(Saved data entries)
_ _ _

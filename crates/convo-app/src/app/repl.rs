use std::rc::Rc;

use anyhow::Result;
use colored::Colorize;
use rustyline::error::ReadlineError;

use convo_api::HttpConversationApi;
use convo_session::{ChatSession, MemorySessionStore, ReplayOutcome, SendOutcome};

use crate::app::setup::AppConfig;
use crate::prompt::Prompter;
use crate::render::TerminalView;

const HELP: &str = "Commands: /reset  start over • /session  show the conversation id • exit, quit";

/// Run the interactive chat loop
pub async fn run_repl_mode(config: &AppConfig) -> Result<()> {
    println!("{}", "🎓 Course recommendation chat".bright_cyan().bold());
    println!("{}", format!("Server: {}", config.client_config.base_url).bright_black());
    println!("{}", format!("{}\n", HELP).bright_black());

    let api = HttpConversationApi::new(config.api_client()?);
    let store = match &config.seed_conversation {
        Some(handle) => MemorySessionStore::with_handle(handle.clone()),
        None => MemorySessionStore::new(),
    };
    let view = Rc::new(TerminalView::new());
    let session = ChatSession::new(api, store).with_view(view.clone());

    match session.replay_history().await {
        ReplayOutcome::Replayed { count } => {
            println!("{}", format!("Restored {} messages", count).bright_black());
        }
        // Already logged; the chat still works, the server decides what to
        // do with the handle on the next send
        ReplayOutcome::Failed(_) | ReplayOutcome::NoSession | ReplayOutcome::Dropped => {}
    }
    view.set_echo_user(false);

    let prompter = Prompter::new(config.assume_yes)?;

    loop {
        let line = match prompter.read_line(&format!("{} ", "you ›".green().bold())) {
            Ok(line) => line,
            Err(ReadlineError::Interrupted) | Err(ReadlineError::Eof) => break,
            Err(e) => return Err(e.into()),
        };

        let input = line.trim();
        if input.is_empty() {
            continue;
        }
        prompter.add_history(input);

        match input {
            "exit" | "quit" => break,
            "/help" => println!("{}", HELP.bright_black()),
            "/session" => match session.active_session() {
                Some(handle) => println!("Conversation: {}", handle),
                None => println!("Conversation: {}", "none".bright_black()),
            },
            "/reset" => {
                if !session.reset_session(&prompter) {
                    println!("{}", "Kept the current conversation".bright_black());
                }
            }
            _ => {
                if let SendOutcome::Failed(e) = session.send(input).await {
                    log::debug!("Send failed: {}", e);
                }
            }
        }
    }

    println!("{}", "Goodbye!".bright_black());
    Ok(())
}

_ _ _

*ASSIGNMENT*
Your reply should be a single number: the count of lines above that include the string "SendOutcome".

*RESULT FOR THIS EXERCISE*
2